Possibly if it did we would not be so sanguine, or so sanctimoni­ous.

Which is true of a lot of things. If Canadians are in a less belligeren­t mood than our American and European cousins, it may be because we have not endured anything like the series of calamities they have. In contrast to the United States, median incomes in Canada have grown steadily for most of the past 20 years; inequality, whether measured from the top or the bottom, is nothing like as bad. Our housing market did not collapse, nor did our banking sector.

We have no experience with terrorism on anything like the scale of recent attacks in the United States or Europe, let alone 9/11. Neither has immigratio­n presented the kinds of challenges here that it has elsewhere.

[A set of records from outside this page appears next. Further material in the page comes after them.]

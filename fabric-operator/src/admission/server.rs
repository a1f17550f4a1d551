//! Admission webhook HTTP server.
//!
//! hyper http1 with TokioIo; every connection is served on its own task.
//! Reviews arrive as POSTed JSON and are answered with the same envelope.

use bytes::Bytes;
use http_body_util::{BodyExt, Full};
use hyper::body::Incoming;
use hyper::server::conn::http1;
use hyper::service::service_fn;
use hyper::{Method, Request, Response, StatusCode};
use hyper_util::rt::TokioIo;
use std::convert::Infallible;
use std::net::SocketAddr;
use std::sync::Arc;
use tokio::net::TcpListener;
use tracing::{debug, error, info, warn};

use super::review::AdmissionReview;
use super::router::Router;
use crate::controller::Context;

pub struct WebhookState {
    pub ctx: Context,
    pub router: Router,
}

/// Bind `addr` and serve until the task is dropped.
pub async fn run(addr: SocketAddr, state: Arc<WebhookState>) -> anyhow::Result<()> {
    let listener = TcpListener::bind(addr).await?;
    serve(listener, state).await
}

pub async fn serve(listener: TcpListener, state: Arc<WebhookState>) -> anyhow::Result<()> {
    info!(
        addr = %listener.local_addr()?,
        routes = state.router.paths().len(),
        "admission webhooks listening"
    );

    loop {
        match listener.accept().await {
            Ok((stream, peer)) => {
                let state = Arc::clone(&state);
                tokio::spawn(async move {
                    let io = TokioIo::new(stream);
                    let service = service_fn(move |req| {
                        let state = Arc::clone(&state);
                        async move { handle_request(state, req).await }
                    });
                    if let Err(err) = http1::Builder::new().serve_connection(io, service).await {
                        error!("Error serving connection from {}: {:?}", peer, err);
                    }
                });
            }
            Err(e) => {
                error!("Error accepting connection: {:?}", e);
            }
        }
    }
}

async fn handle_request(state: Arc<WebhookState>, req: Request<Incoming>) -> Result<Response<Full<Bytes>>, Infallible> {
    let method = req.method().clone();
    let path = req.uri().path().to_string();
    let body = match req.into_body().collect().await {
        Ok(collected) => collected.to_bytes(),
        Err(e) => {
            warn!(path, "failed to read review body: {}", e);
            return Ok(text(StatusCode::BAD_REQUEST, "unreadable body"));
        }
    };
    Ok(respond(&state, &method, &path, body).await)
}

/// Answer one request; split out of the hyper service for tests.
pub async fn respond(state: &WebhookState, method: &Method, path: &str, body: Bytes) -> Response<Full<Bytes>> {
    if path == "/healthz" {
        return text(StatusCode::OK, "ok");
    }
    if method != Method::POST {
        return text(StatusCode::METHOD_NOT_ALLOWED, "admission reviews are POSTed");
    }
    let review: AdmissionReview = match serde_json::from_slice(&body) {
        Ok(review) => review,
        Err(e) => {
            warn!(path, "malformed admission review: {}", e);
            return text(StatusCode::BAD_REQUEST, &format!("malformed admission review: {}", e));
        }
    };
    debug!(path, "admission review");
    match state.router.review(&state.ctx, path, review).await {
        Some(answer) => match serde_json::to_vec(&answer) {
            Ok(json) => Response::builder()
                .status(StatusCode::OK)
                .header("content-type", "application/json")
                .body(Full::new(Bytes::from(json)))
                .unwrap_or_else(|_| text(StatusCode::INTERNAL_SERVER_ERROR, "response build failed")),
            Err(e) => text(StatusCode::INTERNAL_SERVER_ERROR, &e.to_string()),
        },
        None => text(StatusCode::NOT_FOUND, "no webhook at this path"),
    }
}

fn text(status: StatusCode, message: &str) -> Response<Full<Bytes>> {
    let mut resp = Response::new(Full::new(Bytes::from(message.to_string())));
    *resp.status_mut() = status;
    resp
}
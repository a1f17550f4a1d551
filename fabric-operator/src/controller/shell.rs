//! The reconciler shell shared by every kind.
//!
//! A [`Controller`] wraps one [`Reconciler`] and owns its update stack. It
//! turns watch events into masks, and runs a pass for a name: fetch, label
//! reconciliation, the kind's own reconcile, then the error or success
//! status path.

use async_trait::async_trait;
use chrono::Utc;
use fabric_api::labels::{contains_all, operator_labels};
use fabric_api::{HasSpec, HasStatus, ObjectKey, Resource};
use std::collections::BTreeMap;
use std::time::Duration;
use tracing::{debug, error, info, warn};

use super::context::Context;
use super::offering::Offering;
use super::update::{Update, UpdateStack};
use crate::error::{Result, StoreError};
use crate::store::{Api, Subresource, WatchEvent, WatchEventType};

/// What to do with a name after a pass.
#[derive(Debug, Clone, Copy, PartialEq, Eq)]
pub enum Action {
    Done,
    Requeue,
    RequeueAfter(Duration),
}

#[async_trait]
pub trait Reconciler: Send + Sync + 'static {
    type Kind: Offering;

    /// Prefix of the spec mirror, for kinds that keep one.
    fn mirror_prefix(&self) -> Option<&'static str> {
        None
    }

    /// Labels the object must carry.
    fn labels(&self, ctx: &Context, obj: &Self::Kind) -> BTreeMap<String, String> {
        operator_labels(&ctx.config.label_prefix, obj.name())
    }

    /// Mask describing the change from `old` to `new`. Empty means no pass.
    fn diff(&self, old: &Self::Kind, new: &Self::Kind) -> Update {
        if old.spec() != new.spec() {
            Update::spec()
        } else {
            Update::default()
        }
    }

    async fn reconcile(&self, ctx: &Context, obj: &mut Self::Kind, update: Update) -> Result<Action>;

    /// Called once the object is gone.
    async fn cleanup(&self, _ctx: &Context, _obj: &Self::Kind) -> Result<()> {
        Ok(())
    }
}

/// Write `obj`'s status with compare-and-swap, retrying while nobody else
/// changed the status. `before` is the status the pass started from.
pub async fn write_status<K: Offering>(
    api: &Api<K>,
    obj: &mut K,
    before: Option<&K::Status>,
    retries: u32,
) -> Result<()> {
    for attempt in 0..retries.max(1) {
        match api.update_status(obj).await {
            Ok(written) => {
                obj.meta_mut().resource_version = written.meta().resource_version.clone();
                return Ok(());
            }
            Err(e) if e.is_conflict() => {
                let latest = api.get(obj.name()).await?;
                if latest.status() != before {
                    return Err(StoreError::Conflict(format!(
                        "status of {} changed during reconcile",
                        obj.key()
                    ))
                    .into());
                }
                debug!(key = %obj.key(), attempt, "retrying status write");
                obj.meta_mut().resource_version = latest.meta().resource_version.clone();
            }
            Err(e) => return Err(e.into()),
        }
    }
    Err(StoreError::Conflict(format!("status of {}: retries exhausted", obj.key())).into())
}

pub struct Controller<R: Reconciler> {
    reconciler: R,
    ctx: Context,
    stack: UpdateStack,
}

impl<R: Reconciler> Controller<R> {
    pub fn new(reconciler: R, ctx: Context) -> Self {
        Self {
            reconciler,
            ctx,
            stack: UpdateStack::new(),
        }
    }

    pub fn reconciler(&self) -> &R {
        &self.reconciler
    }

    pub fn stack(&self) -> &UpdateStack {
        &self.stack
    }

    fn api(&self, key: &ObjectKey) -> Api<R::Kind> {
        match &key.namespace {
            Some(ns) => self.ctx.namespaced(ns),
            None => self.ctx.api(),
        }
    }

    /// Mask for an object seen on an add event. Objects that already carry a
    /// status were reconciled before a restart: diff against the mirror.
    async fn restart_mask(&self, obj: &R::Kind) -> Result<Update> {
        if !obj.is_initialized() {
            return Ok(Update::full());
        }
        let Some(prefix) = self.reconciler.mirror_prefix() else {
            return Ok(Update::default());
        };
        let mirrored = self
            .ctx
            .mirror()
            .load::<<R::Kind as HasSpec>::Spec>(prefix, obj.name())
            .await?;
        Ok(match mirrored {
            Some(spec) => {
                let mut old = obj.clone();
                *old.spec_mut() = spec;
                self.reconciler.diff(&old, obj)
            }
            None => Update::full(),
        })
    }

    /// Predicate: record the mask for `event` and say whether the object
    /// needs a pass.
    pub async fn observe(&self, event: &WatchEvent) -> Result<Option<ObjectKey>> {
        let obj: R::Kind = serde_json::from_value(event.object.clone())?;
        let key = obj.key();
        match event.event_type {
            WatchEventType::Added => {
                let mask = self.restart_mask(&obj).await?;
                self.stack.push(&key, mask).await;
                Ok(Some(key))
            }
            WatchEventType::Modified => {
                let Some(old) = &event.old else {
                    return Ok(Some(key));
                };
                let old: R::Kind = serde_json::from_value(old.clone())?;
                let mask = self.reconciler.diff(&old, &obj);
                if mask.is_empty() {
                    return Ok(None);
                }
                self.stack.push(&key, mask).await;
                Ok(Some(key))
            }
            WatchEventType::Deleted => {
                self.stack.clear(&key).await;
                if let Some(prefix) = self.reconciler.mirror_prefix() {
                    self.ctx.mirror().delete(prefix, obj.name()).await?;
                }
                self.reconciler.cleanup(&self.ctx, &obj).await?;
                Ok(None)
            }
        }
    }

    /// One pass for `key`.
    pub async fn reconcile(&self, key: &ObjectKey) -> Result<Action> {
        let api = self.api(key);
        let Some(mut obj) = api.get_opt(&key.name).await? else {
            debug!(key = %key, "object gone");
            self.stack.clear(key).await;
            return Ok(Action::Done);
        };

        let wanted = self.reconciler.labels(&self.ctx, &obj);
        if !contains_all(obj.labels(), &wanted) {
            obj.meta_mut().labels.extend(wanted);
            api.update(&obj).await?;
            debug!(key = %key, "labels reconciled");
            return Ok(Action::Requeue);
        }

        let mut update = self.stack.peek(key).await;
        if update.is_empty() && !obj.is_initialized() {
            update = Update::full();
        }
        let before = obj.status().cloned();
        debug!(key = %key, ?update, "reconcile start");

        let outcome = self.reconciler.reconcile(&self.ctx, &mut obj, update).await;
        let retries = self.ctx.config.status_patch_retries;
        match outcome {
            Err(err) => {
                obj.record_error(&err);
                obj.touch(Utc::now());
                if let Err(write_err) = write_status(&api, &mut obj, before.as_ref(), retries).await {
                    warn!(key = %key, error = %write_err, "failed to write error status");
                }
                if err.is_breaking() {
                    error!(key = %key, error = %err, "breaking reconcile error");
                    self.stack.pop(key).await;
                    Ok(Action::Done)
                } else {
                    warn!(key = %key, error = %err, "reconcile failed, will retry");
                    Err(err)
                }
            }
            Ok(action) => {
                if obj.status_changed(before.as_ref()) {
                    obj.touch(Utc::now());
                    write_status(&api, &mut obj, before.as_ref(), retries).await?;
                    info!(key = %key, "status updated");
                } else if let Some(patch) = obj.heartbeat(Utc::now()) {
                    match api.patch(&key.name, Subresource::Status, patch).await {
                        Ok(_) => {}
                        Err(e) if e.is_not_found() => return Ok(Action::Done),
                        Err(e) => return Err(e.into()),
                    }
                }

                if let Some(prefix) = self.reconciler.mirror_prefix() {
                    self.ctx.mirror().save(prefix, obj.name(), obj.spec()).await?;
                }

                let remaining = self.stack.pop(key).await;
                debug!(key = %key, remaining, "reconcile finished");
                if remaining > 0 {
                    return Ok(Action::Requeue);
                }
                Ok(action)
            }
        }
    }
}

/// Type-erased controller, as driven by the manager.
#[async_trait]
pub trait Runnable: Send + Sync {
    fn kind(&self) -> &'static str;

    fn namespaced(&self) -> bool;

    async fn observe(&self, event: &WatchEvent) -> Result<Option<ObjectKey>>;

    async fn run(&self, key: &ObjectKey) -> Result<Action>;
}

#[async_trait]
impl<R: Reconciler> Runnable for Controller<R> {
    fn kind(&self) -> &'static str {
        <R::Kind as Resource>::KIND
    }

    fn namespaced(&self) -> bool {
        <R::Kind as Resource>::NAMESPACED
    }

    async fn observe(&self, event: &WatchEvent) -> Result<Option<ObjectKey>> {
        Controller::observe(self, event).await
    }

    async fn run(&self, key: &ObjectKey) -> Result<Action> {
        self.reconcile(key).await
    }
}
//! Path-based dispatch of admission reviews.
//!
//! Each kind answers at `/mutate-<group>-<version>-<kind>` and
//! `/validate-<group>-<version>-<kind>`, with dots and slashes of the
//! apiVersion turned into dashes and the kind lowercased.

use std::collections::HashMap;
use std::sync::Arc;
use tracing::warn;

use super::chaincode::{ChaincodeBuildWebhook, ChaincodeWebhook, EndorsePolicyWebhook};
use super::channel::ChannelWebhook;
use super::errors::AdmissionError;
use super::federation::FederationWebhook;
use super::network::NetworkWebhook;
use super::organization::OrganizationWebhook;
use super::proposal::{ProposalWebhook, VoteWebhook};
use super::review::{AdmissionResponse, AdmissionReview};
use super::webhook::{Handler, Typed};
use crate::controller::Context;

#[derive(Debug, Clone, Copy, PartialEq, Eq)]
pub enum Mode {
    Mutate,
    Validate,
}

impl Mode {
    fn prefix(self) -> &'static str {
        match self {
            Mode::Mutate => "mutate",
            Mode::Validate => "validate",
        }
    }
}

pub fn webhook_path(mode: Mode, api_version: &str, kind: &str) -> String {
    format!(
        "/{}-{}-{}",
        mode.prefix(),
        api_version.replace(['.', '/'], "-"),
        kind.to_lowercase()
    )
}

struct Route {
    mode: Mode,
    handler: Arc<dyn Handler>,
}

#[derive(Default)]
pub struct Router {
    routes: HashMap<String, Route>,
}

impl Router {
    pub fn new() -> Self {
        Self::default()
    }

    /// Register both paths of `handler`.
    pub fn register(mut self, handler: Arc<dyn Handler>) -> Self {
        for mode in [Mode::Mutate, Mode::Validate] {
            let path = webhook_path(mode, handler.api_version(), handler.kind());
            self.routes.insert(
                path,
                Route {
                    mode,
                    handler: Arc::clone(&handler),
                },
            );
        }
        self
    }

    pub fn paths(&self) -> Vec<&str> {
        let mut paths: Vec<&str> = self.routes.keys().map(String::as_str).collect();
        paths.sort_unstable();
        paths
    }

    /// Answer `review` for `path`. `None` when nothing is registered there.
    pub async fn review(&self, ctx: &Context, path: &str, review: AdmissionReview) -> Option<AdmissionReview> {
        let route = self.routes.get(path)?;
        let response = match &review.request {
            Some(req) => match route.mode {
                Mode::Mutate => route.handler.mutate(ctx, req).await,
                Mode::Validate => route.handler.validate(ctx, req).await,
            },
            None => {
                warn!(path, "admission review without a request");
                AdmissionResponse::deny("", &AdmissionError::Invalid("review carries no request".into()))
            }
        };
        Some(review.respond(response))
    }
}

/// Router with every kind's webhooks.
pub fn webhooks() -> Router {
    Router::new()
        .register(Arc::new(Typed(OrganizationWebhook)))
        .register(Arc::new(Typed(FederationWebhook)))
        .register(Arc::new(Typed(NetworkWebhook)))
        .register(Arc::new(Typed(ChannelWebhook)))
        .register(Arc::new(Typed(EndorsePolicyWebhook)))
        .register(Arc::new(Typed(ChaincodeWebhook)))
        .register(Arc::new(Typed(ChaincodeBuildWebhook)))
        .register(Arc::new(Typed(ProposalWebhook)))
        .register(Arc::new(Typed(VoteWebhook)))
}

#[cfg(test)]
mod tests {
    use super::*;
    use crate::admission::review::{AdmissionRequest, GroupVersionKind, Operation};
    use crate::admission::UserInfo;
    use crate::fixtures::Fixture;
    use serde_json::json;

    fn request(operation: Operation, object: serde_json::Value, old: Option<serde_json::Value>) -> AdmissionReview {
        AdmissionReview {
            api_version: "admission.k8s.io/v1".into(),
            kind: "AdmissionReview".into(),
            request: Some(AdmissionRequest {
                uid: "req-1".into(),
                kind: GroupVersionKind {
                    group: "ibp.com".into(),
                    version: "v1beta1".into(),
                    kind: "Proposal".into(),
                },
                name: "p1".into(),
                namespace: None,
                operation,
                user_info: UserInfo::named("org1-admin"),
                object: Some(object),
                old_object: old,
                dry_run: false,
            }),
            response: None,
        }
    }

    fn proposal(intent: serde_json::Value) -> serde_json::Value {
        let mut spec = json!({"federation": "fed1", "policy": "ALL"});
        spec.as_object_mut().unwrap().extend(intent.as_object().unwrap().clone());
        json!({"apiVersion": "ibp.com/v1beta1", "kind": "Proposal", "metadata": {"name": "p1"}, "spec": spec})
    }

    #[test]
    fn test_paths_cover_every_kind() {
        let router = webhooks();
        assert_eq!(router.paths().len(), 18);
        assert!(router.paths().contains(&"/validate-ibp-com-v1beta1-chaincodebuild"));
        assert!(router.paths().contains(&"/mutate-ibp-com-v1beta1-endorsepolicy"));
    }

    #[tokio::test]
    async fn test_mutation_answers_with_json_patch() {
        let fx = Fixture::new().await;
        let review = request(Operation::Create, proposal(json!({"dissolveFederation": {}})), None);
        let out = webhooks()
            .review(&fx.ctx, "/mutate-ibp-com-v1beta1-proposal", review)
            .await
            .unwrap();
        let resp = out.response.unwrap();
        assert!(resp.allowed);
        assert_eq!(resp.uid, "req-1");
        let paths: Vec<String> = resp
            .patch_ops()
            .iter()
            .map(|op| op["path"].as_str().unwrap().to_string())
            .collect();
        assert!(paths.contains(&"/spec/startAt".to_string()));
        assert!(paths.contains(&"/spec/endAt".to_string()));
    }

    #[tokio::test]
    async fn test_validation_denial_carries_reason() {
        let fx = Fixture::new().await;
        let old = proposal(json!({"dissolveFederation": {}}));
        let new = proposal(json!({"addMember": {"members": ["org3"]}}));
        let out = webhooks()
            .review(
                &fx.ctx,
                "/validate-ibp-com-v1beta1-proposal",
                request(Operation::Update, new, Some(old)),
            )
            .await
            .unwrap();
        let resp = out.response.unwrap();
        assert!(!resp.allowed);
        assert_eq!(resp.status.unwrap().reason, "ErrChangeProposalPurpose");
    }

    #[tokio::test]
    async fn test_unknown_path_is_unrouted() {
        let fx = Fixture::new().await;
        let review = request(Operation::Create, json!({}), None);
        assert!(webhooks().review(&fx.ctx, "/validate-ibp-com-v1beta1-peer", review).await.is_none());
    }
}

We have no counterpar­t to the 12 million illegal immigrants that are the source of so much controvers­y in the U.S. And while the 25,000 Syrian refugees we have admitted in the past year far exceed the American intake, it is a tiny fraction of the numbers that have arrived on Europe’s shores and borders. (People in other countries talk admiringly of the Canadian “points” system, but 3,000 miles of ocean and a cold climate are probably the most effective selection systems.)

And yet, even with all these advantages, we have had our brushes with nativism. It has become convention­al wisdom that the Harper government lost the last election over it, but if you look at the polls two things jump out: the success of the anti-niqab campaign, especially in Quebec; and that Conservati­ve support rose in the four weeks after the Syrian refugee crisis forced its way into the campaign. It was, not coincident­ally, the Conservati­ves who, of the three parties, took the most cautious line on the crisis.

It is probably true that they overplayed their hand in the end: Canadians do not like to have their nativism rubbed in their faces. But if the Parti Québécois made the same mistake — the ban on religious wear in the civil service was also initially popular — it should not be forgotten that the McGuinty government in Ontario owed its re-election in 2007 to a similar calculated appeal to public fears. (We do not know how Kellie Leitch’s iteration will play out, but so far the polls are with her.)

As for trade, if there have not been calls for greater protection­ism in Canada, it may be because we have so much of it already: from transporta­tion to financial services to telecommun­ications to agricultur­e to that especially aggrieved cluster of shills in the “cultural industries.” If, what is more, Canadians are less inclined to close the doors to the outside world, it may be because we are too busy doing it to each other. Not for nothing is it often said that trade is in some ways freer with other countries than with other provinces.

To be fair, Trudeau has said all the right things on trade. He has been a little slower to back those words with action: witness, for example, the foot-dragging on the Trans-Pacific Partnershi­p. If he would really like to make a contributi­on to keeping the world’s borders open, let him announce one thing before the UN: that he will move to immediate ratificati­on of the TPP. As we say in the writing business, show, don’t tell.